* **TASK TO COMPLETE**: State how many lines in the entries below hold the string "carries", and give nothing besides that number.

* **GIVEN INFORMATION**:
--- START ---
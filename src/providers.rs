//! Default-provider link checker.
//!
//! Every input exchange of a product flow names the process expected to supply
//! it. Each such exchange runs through four stages and stops at the first one
//! that reports a defect:
//!
//! 1. the `defaultProvider` descriptor is complete,
//! 2. the provider resolves to a process in the graph,
//! 3. the provider has an exchange of the same flow,
//! 4. that exchange is an output of the provider.
//!
//! Stage 4 is a caveat rather than a strict invariant: a recycling process can
//! legitimately list a flow as both input and output, so only providers that
//! use the flow exclusively as an input are flagged.

use serde::Serialize;
use tracing::{debug, info};

use crate::graph::{Exchange, FlowType, Graph, Process};
use crate::report::{optional_cell, Sheet, TabularRecord};

pub const ISSUE_WITH_FLOW_PROVIDER_METADATA: &str = "issueWithFlowPrvMetadata";
pub const NO_MATCH_PROVIDER_TO_EXCHANGE: &str = "noMatchPrvToExc";
pub const NO_MATCH_EXCHANGE_IN_FOUND_PROVIDER: &str = "noMatchExcInFoundPrv";
pub const MATCH_EXCHANGE_FROM_PROVIDER_IS_INPUT: &str = "matchExcFromPrvIsInput";

#[derive(Debug, Clone, PartialEq, Eq, Serialize)]
pub struct ProviderMetadataDefect {
    #[serde(rename = "parentProcessID")]
    pub parent_process_id: String,
    #[serde(rename = "targetID")]
    pub target_id: Option<String>,
    #[serde(rename = "targetName")]
    pub target_name: Option<String>,
    #[serde(rename = "targetCat")]
    pub target_cat: Option<String>,
    #[serde(rename = "targetFT")]
    pub target_ft: Option<String>,
}

impl TabularRecord for ProviderMetadataDefect {
    fn columns() -> &'static [&'static str] {
        &["parentProcessID", "targetID", "targetName", "targetCat", "targetFT"]
    }

    fn cells(&self) -> Vec<String> {
        vec![
            self.parent_process_id.clone(),
            optional_cell(self.target_id.as_deref()),
            optional_cell(self.target_name.as_deref()),
            optional_cell(self.target_cat.as_deref()),
            optional_cell(self.target_ft.as_deref()),
        ]
    }
}

#[derive(Debug, Clone, PartialEq, Eq, Serialize)]
pub struct MissingProviderDefect {
    #[serde(rename = "targetPrvID")]
    pub target_prv_id: Option<String>,
    #[serde(rename = "targetPrvName")]
    pub target_prv_name: Option<String>,
    #[serde(rename = "targetPrvCat")]
    pub target_prv_cat: Option<String>,
    #[serde(rename = "targetPrvFT")]
    pub target_prv_ft: Option<String>,
}

impl TabularRecord for MissingProviderDefect {
    fn columns() -> &'static [&'static str] {
        &["targetPrvID", "targetPrvName", "targetPrvCat", "targetPrvFT"]
    }

    fn cells(&self) -> Vec<String> {
        vec![
            optional_cell(self.target_prv_id.as_deref()),
            optional_cell(self.target_prv_name.as_deref()),
            optional_cell(self.target_prv_cat.as_deref()),
            optional_cell(self.target_prv_ft.as_deref()),
        ]
    }
}

#[derive(Debug, Clone, PartialEq, Eq, Serialize)]
pub struct MissingReciprocalExchangeDefect {
    #[serde(rename = "parentProcessID")]
    pub parent_process_id: String,
    #[serde(rename = "targetID")]
    pub target_id: String,
    #[serde(rename = "foundPrvID")]
    pub found_prv_id: String,
}

impl TabularRecord for MissingReciprocalExchangeDefect {
    fn columns() -> &'static [&'static str] {
        &["parentProcessID", "targetID", "foundPrvID"]
    }

    fn cells(&self) -> Vec<String> {
        vec![
            self.parent_process_id.clone(),
            self.target_id.clone(),
            self.found_prv_id.clone(),
        ]
    }
}

#[derive(Debug, Clone, PartialEq, Eq, Serialize)]
pub struct ProviderExchangeIsInputDefect {
    #[serde(rename = "parentProcessID")]
    pub parent_process_id: String,
    #[serde(rename = "targetID")]
    pub target_id: String,
    #[serde(rename = "foundPrvID")]
    pub found_prv_id: String,
    #[serde(rename = "foundPrvExchID")]
    pub found_prv_exch_id: String,
}

impl TabularRecord for ProviderExchangeIsInputDefect {
    fn columns() -> &'static [&'static str] {
        &["parentProcessID", "targetID", "foundPrvID", "foundPrvExchID"]
    }

    fn cells(&self) -> Vec<String> {
        vec![
            self.parent_process_id.clone(),
            self.target_id.clone(),
            self.found_prv_id.clone(),
            self.found_prv_exch_id.clone(),
        ]
    }
}

#[derive(Debug, Clone, PartialEq, Eq)]
pub enum ProviderDefect {
    Metadata(ProviderMetadataDefect),
    MissingProvider(MissingProviderDefect),
    MissingReciprocalExchange(MissingReciprocalExchangeDefect),
    ReciprocalIsInput(ProviderExchangeIsInputDefect),
}

impl ProviderDefect {
    pub fn category(&self) -> &'static str {
        match self {
            Self::Metadata(_) => ISSUE_WITH_FLOW_PROVIDER_METADATA,
            Self::MissingProvider(_) => NO_MATCH_PROVIDER_TO_EXCHANGE,
            Self::MissingReciprocalExchange(_) => NO_MATCH_EXCHANGE_IN_FOUND_PROVIDER,
            Self::ReciprocalIsInput(_) => MATCH_EXCHANGE_FROM_PROVIDER_IS_INPUT,
        }
    }
}

/// Diagnostic counters for one checker run.
#[derive(Debug, Clone, Default, PartialEq, Eq, Serialize)]
pub struct ProviderCheckStats {
    pub processes_scanned: usize,
    pub exchanges_checked: usize,
    pub skipped_not_input: usize,
    pub skipped_not_product_flow: usize,
    /// Input exchanges whose flow id is missing or not in the flow table.
    pub malformed_flows: usize,
    pub malformed_providers: usize,
}

#[derive(Debug, Clone, Default, PartialEq, Eq, Serialize)]
pub struct ProviderCheckReport {
    pub stats: ProviderCheckStats,
    #[serde(rename = "issueWithFlowPrvMetadata")]
    pub metadata: Vec<ProviderMetadataDefect>,
    #[serde(rename = "noMatchPrvToExc")]
    pub missing_provider: Vec<MissingProviderDefect>,
    #[serde(rename = "noMatchExcInFoundPrv")]
    pub missing_reciprocal: Vec<MissingReciprocalExchangeDefect>,
    #[serde(rename = "matchExcFromPrvIsInput")]
    pub reciprocal_is_input: Vec<ProviderExchangeIsInputDefect>,
}

impl ProviderCheckReport {
    pub fn defect_count(&self) -> usize {
        self.metadata.len()
            + self.missing_provider.len()
            + self.missing_reciprocal.len()
            + self.reciprocal_is_input.len()
    }

    fn record(&mut self, defect: ProviderDefect) {
        match defect {
            ProviderDefect::Metadata(defect) => self.metadata.push(defect),
            ProviderDefect::MissingProvider(defect) => self.missing_provider.push(defect),
            ProviderDefect::MissingReciprocalExchange(defect) => {
                self.missing_reciprocal.push(defect)
            }
            ProviderDefect::ReciprocalIsInput(defect) => self.reciprocal_is_input.push(defect),
        }
    }

    /// One sheet per category in stage order, empty categories included.
    pub fn to_sheets(&self) -> Vec<Sheet> {
        vec![
            Sheet::from_records(ISSUE_WITH_FLOW_PROVIDER_METADATA, &self.metadata),
            Sheet::from_records(NO_MATCH_PROVIDER_TO_EXCHANGE, &self.missing_provider),
            Sheet::from_records(NO_MATCH_EXCHANGE_IN_FOUND_PROVIDER, &self.missing_reciprocal),
            Sheet::from_records(MATCH_EXCHANGE_FROM_PROVIDER_IS_INPUT, &self.reciprocal_is_input),
        ]
    }
}

fn non_empty(value: Option<&str>) -> bool {
    value.map_or(false, |value| !value.is_empty())
}

fn resolve_provider<'a>(graph: &'a Graph, exchange: &Exchange) -> Option<&'a Process> {
    let provider_id = exchange.default_provider.as_ref()?.id.as_deref()?;
    graph.processes.get(provider_id)
}

/// Stage 1: the descriptor exists and carries non-empty `@id`, `name`,
/// `category` and `flowType` strings.
pub fn check_provider_metadata(
    parent_id: &str,
    exchange: &Exchange,
    graph: &Graph,
) -> Option<ProviderMetadataDefect> {
    let complete = exchange.default_provider.as_ref().map_or(false, |provider| {
        non_empty(provider.id.as_deref())
            && non_empty(provider.name.as_deref())
            && non_empty(provider.category.as_deref())
            && non_empty(provider.flow_type.as_deref())
    });
    if complete {
        return None;
    }
    let flow = graph.flow_of(exchange);
    Some(ProviderMetadataDefect {
        parent_process_id: parent_id.to_string(),
        target_id: exchange.flow.clone(),
        target_name: flow.and_then(|flow| flow.name.clone()),
        target_cat: flow.and_then(|flow| flow.category.clone()),
        target_ft: flow
            .and_then(|flow| flow.flow_type.as_ref())
            .map(|flow_type| flow_type.as_str().to_string()),
    })
}

/// Stage 2: the provider id names a process in the graph.
pub fn check_provider_exists(exchange: &Exchange, graph: &Graph) -> Option<MissingProviderDefect> {
    if resolve_provider(graph, exchange).is_some() {
        return None;
    }
    let provider = exchange.default_provider.as_ref();
    Some(MissingProviderDefect {
        target_prv_id: provider.and_then(|provider| provider.id.clone()),
        target_prv_name: provider.and_then(|provider| provider.name.clone()),
        target_prv_cat: provider.and_then(|provider| provider.category.clone()),
        target_prv_ft: provider.and_then(|provider| provider.flow_type.clone()),
    })
}

/// Stage 3: the resolved provider lists the flow being supplied. Passes when
/// the provider does not resolve; that is stage 2's finding.
pub fn check_reciprocal_exchange(
    parent_id: &str,
    exchange: &Exchange,
    graph: &Graph,
) -> Option<MissingReciprocalExchangeDefect> {
    let target_id = exchange.flow_id()?;
    let provider = resolve_provider(graph, exchange)?;
    let found = provider
        .exchanges
        .iter()
        .any(|candidate| candidate.flow_id() == Some(target_id));
    if found {
        return None;
    }
    Some(MissingReciprocalExchangeDefect {
        parent_process_id: parent_id.to_string(),
        target_id: target_id.to_string(),
        found_prv_id: provider.id.clone(),
    })
}

/// Stage 4: the provider's exchanges of the flow are not all inputs.
pub fn check_reciprocal_direction(
    parent_id: &str,
    exchange: &Exchange,
    graph: &Graph,
) -> Option<ProviderExchangeIsInputDefect> {
    let target_id = exchange.flow_id()?;
    let provider = resolve_provider(graph, exchange)?;
    let mut matching = provider
        .exchanges
        .iter()
        .filter(|candidate| candidate.flow_id() == Some(target_id))
        .peekable();
    matching.peek()?;
    if matching.any(Exchange::is_output) {
        return None;
    }
    Some(ProviderExchangeIsInputDefect {
        parent_process_id: parent_id.to_string(),
        target_id: target_id.to_string(),
        found_prv_id: provider.id.clone(),
        found_prv_exch_id: target_id.to_string(),
    })
}

/// Run the four stages for one exchange, stopping at the first defect.
pub fn check_exchange(parent_id: &str, exchange: &Exchange, graph: &Graph) -> Option<ProviderDefect> {
    if let Some(defect) = check_provider_metadata(parent_id, exchange, graph) {
        return Some(ProviderDefect::Metadata(defect));
    }
    if let Some(defect) = check_provider_exists(exchange, graph) {
        return Some(ProviderDefect::MissingProvider(defect));
    }
    if let Some(defect) = check_reciprocal_exchange(parent_id, exchange, graph) {
        return Some(ProviderDefect::MissingReciprocalExchange(defect));
    }
    check_reciprocal_direction(parent_id, exchange, graph).map(ProviderDefect::ReciprocalIsInput)
}

/// Check every input exchange of a product flow across the graph.
pub fn check_default_providers(graph: &Graph) -> ProviderCheckReport {
    let mut report = ProviderCheckReport::default();

    for (parent_id, process) in &graph.processes {
        report.stats.processes_scanned += 1;
        for exchange in &process.exchanges {
            if !exchange.is_input() {
                report.stats.skipped_not_input += 1;
                continue;
            }
            let Some(flow) = graph.flow_of(exchange) else {
                report.stats.malformed_flows += 1;
                continue;
            };
            if !flow.is_type(&FlowType::Product) {
                report.stats.skipped_not_product_flow += 1;
                continue;
            }

            report.stats.exchanges_checked += 1;
            if let Some(defect) = check_exchange(parent_id, exchange, graph) {
                if matches!(defect, ProviderDefect::Metadata(_)) {
                    report.stats.malformed_providers += 1;
                }
                debug!(
                    process_id = %parent_id,
                    flow_id = %flow.id,
                    category = defect.category(),
                    "provider link defect"
                );
                report.record(defect);
            }
        }
    }

    info!(
        processes = report.stats.processes_scanned,
        exchanges_checked = report.stats.exchanges_checked,
        skipped_not_input = report.stats.skipped_not_input,
        malformed_flows = report.stats.malformed_flows,
        malformed_providers = report.stats.malformed_providers,
        defects = report.defect_count(),
        "default provider check complete"
    );
    report
}
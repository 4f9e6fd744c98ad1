//! Structural scans over processes and exchanges: stale unit references,
//! production-exchange cardinality, location completeness, avoided inputs.

use serde::Serialize;
use tracing::info;

use crate::graph::{Graph, Process};
use crate::report::{optional_cell, TabularRecord};

#[derive(Debug, Clone, PartialEq, Eq, Serialize)]
pub struct UnitReferenceDefect {
    pub process_id: String,
    pub exchange_index: usize,
    pub flow_id: Option<String>,
    pub unit_id: String,
}

impl TabularRecord for UnitReferenceDefect {
    fn columns() -> &'static [&'static str] {
        &["process_id", "exchange_index", "flow_id", "unit_id"]
    }

    fn cells(&self) -> Vec<String> {
        vec![
            self.process_id.clone(),
            self.exchange_index.to_string(),
            optional_cell(self.flow_id.as_deref()),
            self.unit_id.clone(),
        ]
    }
}

/// Every exchange whose unit reference carries `unit_id`. Used to locate a
/// stale unit-group identifier before remapping it.
pub fn find_unit_references(graph: &Graph, unit_id: &str) -> Vec<UnitReferenceDefect> {
    let mut defects = Vec::new();
    for (process_id, process) in &graph.processes {
        for (index, exchange) in process.exchanges.iter().enumerate() {
            if exchange.unit_id() == Some(unit_id) {
                defects.push(UnitReferenceDefect {
                    process_id: process_id.clone(),
                    exchange_index: index,
                    flow_id: exchange.flow.clone(),
                    unit_id: unit_id.to_string(),
                });
            }
        }
    }
    info!(unit_id, found = defects.len(), "unit reference scan complete");
    defects
}

#[derive(Debug, Clone, PartialEq, Eq, Serialize)]
pub struct ProductionExchangeDetail {
    pub flow_id: Option<String>,
    pub flow_name: Option<String>,
    pub is_input: bool,
}

/// A physical process without exactly one production exchange.
#[derive(Debug, Clone, PartialEq, Eq, Serialize)]
pub struct ProductionExchangeDefect {
    pub process_id: String,
    pub process_name: Option<String>,
    pub production_exchanges: Vec<ProductionExchangeDetail>,
}

impl ProductionExchangeDefect {
    pub fn count(&self) -> usize {
        self.production_exchanges.len()
    }
}

impl TabularRecord for ProductionExchangeDefect {
    fn columns() -> &'static [&'static str] {
        &["process_id", "process_name", "production_exchange_count", "production_flows"]
    }

    fn cells(&self) -> Vec<String> {
        let flows = self
            .production_exchanges
            .iter()
            .map(|detail| {
                format!(
                    "{} (input={})",
                    detail.flow_name.as_deref().unwrap_or("Unknown"),
                    detail.is_input
                )
            })
            .collect::<Vec<_>>()
            .join("; ");
        vec![
            self.process_id.clone(),
            optional_cell(self.process_name.as_deref()),
            self.count().to_string(),
            flows,
        ]
    }
}

fn production_details(graph: &Graph, process: &Process) -> Vec<ProductionExchangeDetail> {
    graph
        .production_exchanges(process)
        .map(|exchange| {
            let flow = graph.flow_of(exchange);
            ProductionExchangeDetail {
                flow_id: exchange.flow.clone(),
                flow_name: flow.and_then(|flow| flow.name.clone()),
                is_input: exchange.is_input(),
            }
        })
        .collect()
}

/// Physical processes whose count of output product-flow exchanges is not one.
/// Pure: the matching unit copy lives in `repair::assign_reference_units`.
pub fn find_production_exchange_errors(graph: &Graph) -> Vec<ProductionExchangeDefect> {
    let defects: Vec<_> = graph
        .physical_processes()
        .filter_map(|(process_id, process)| {
            let details = production_details(graph, process);
            (details.len() != 1).then(|| ProductionExchangeDefect {
                process_id: process_id.clone(),
                process_name: process.name.clone(),
                production_exchanges: details,
            })
        })
        .collect();
    info!(found = defects.len(), "production exchange scan complete");
    defects
}

#[derive(Debug, Clone, PartialEq, Eq, Serialize)]
pub struct LocationDefect {
    pub process_id: String,
    pub process_name: Option<String>,
    pub location: String,
}

impl TabularRecord for LocationDefect {
    fn columns() -> &'static [&'static str] {
        &["process_id", "process_name", "location"]
    }

    fn cells(&self) -> Vec<String> {
        vec![
            self.process_id.clone(),
            optional_cell(self.process_name.as_deref()),
            self.location.clone(),
        ]
    }
}

pub fn find_location_issues(graph: &Graph) -> Vec<LocationDefect> {
    let defects: Vec<_> = graph
        .physical_processes()
        .filter(|(_, process)| {
            !process
                .location
                .as_ref()
                .map_or(false, |location| location.is_named_record())
        })
        .map(|(process_id, process)| LocationDefect {
            process_id: process_id.clone(),
            process_name: process.name.clone(),
            location: process
                .location
                .as_ref()
                .map_or_else(|| "<missing>".to_string(), ToString::to_string),
        })
        .collect();
    info!(found = defects.len(), "location scan complete");
    defects
}

#[derive(Debug, Clone, PartialEq, Eq, Serialize)]
pub struct AvoidedProductInput {
    pub process_id: String,
    pub exchange_index: usize,
    pub flow_id: Option<String>,
}

impl TabularRecord for AvoidedProductInput {
    fn columns() -> &'static [&'static str] {
        &["process_id", "exchange_index", "flow_id"]
    }

    fn cells(&self) -> Vec<String> {
        vec![
            self.process_id.clone(),
            self.exchange_index.to_string(),
            optional_cell(self.flow_id.as_deref()),
        ]
    }
}

/// Input exchanges flagged as avoided products.
pub fn find_avoided_product_inputs(graph: &Graph) -> Vec<AvoidedProductInput> {
    graph
        .processes
        .iter()
        .flat_map(|(process_id, process)| {
            process
                .exchanges
                .iter()
                .enumerate()
                .filter(|(_, exchange)| {
                    exchange.is_input() && exchange.is_avoided_product.unwrap_or(false)
                })
                .map(move |(index, exchange)| AvoidedProductInput {
                    process_id: process_id.clone(),
                    exchange_index: index,
                    flow_id: exchange.flow.clone(),
                })
        })
        .collect()
}
impl Graph {
    pub fn from_value(value: &Value) -> Result<(Graph, LoadReport), LoadError> {
        let root = value
            .as_object()
            .ok_or_else(|| LoadError::Shape("expected top-level JSON object".to_string()))?;

        let mut report = LoadReport::default();
        let mut graph = Graph::default();

        for (id_hint, entry) in keyed_entries(root.get("flows")) {
            match entry.as_object() {
                Some(object) => match flow_from_object(object, id_hint.as_deref()) {
                    Some(flow) => {
                        graph.flows.insert(flow.id.clone(), flow);
                    }
                    None => report.flows_without_id += 1,
                },
                None => report.malformed_flows += 1,
            }
        }

        for (id_hint, entry) in keyed_entries(root.get("processes")) {
            let Some(object) = entry.as_object() else {
                report.malformed_processes += 1;
                continue;
            };
            match parse_process(object, id_hint.as_deref(), &mut graph.flows, &mut report) {
                Some(process) => {
                    graph.processes.insert(process.id.clone(), process);
                }
                None => report.malformed_processes += 1,
            }
        }

        if let Some(products) = root.get("products").and_then(Value::as_array) {
            for entry in products {
                match entry.as_object() {
                    Some(object) => graph.products.push(parse_product(object)),
                    None => {
                        report.malformed_products += 1;
                        graph.unparsed_products.push(entry.clone());
                    }
                }
            }
        }

        report.processes = graph.processes.len();
        report.flows = graph.flows.len();
        report.products = graph.products.len();
        report.exchanges = graph.exchange_count();

        if report.malformed_total() > 0 {
            warn!(
                malformed_processes = report.malformed_processes,
                malformed_products = report.malformed_products,
                malformed_exchanges = report.malformed_exchanges,
                malformed_flows = report.malformed_flows,
                flows_without_id = report.flows_without_id,
                malformed_providers = report.malformed_providers,
                malformed_allocation_factors = report.malformed_allocation_factors,
                "skipped malformed records while loading graph"
            );
        }
        info!(
            processes = report.processes,
            flows = report.flows,
            exchanges = report.exchanges,
            products = report.products,
            "graph loaded"
        );

        Ok((graph, report))
    }
}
--- END ---
* **SOLUTION TO THE PROBLEM**: 2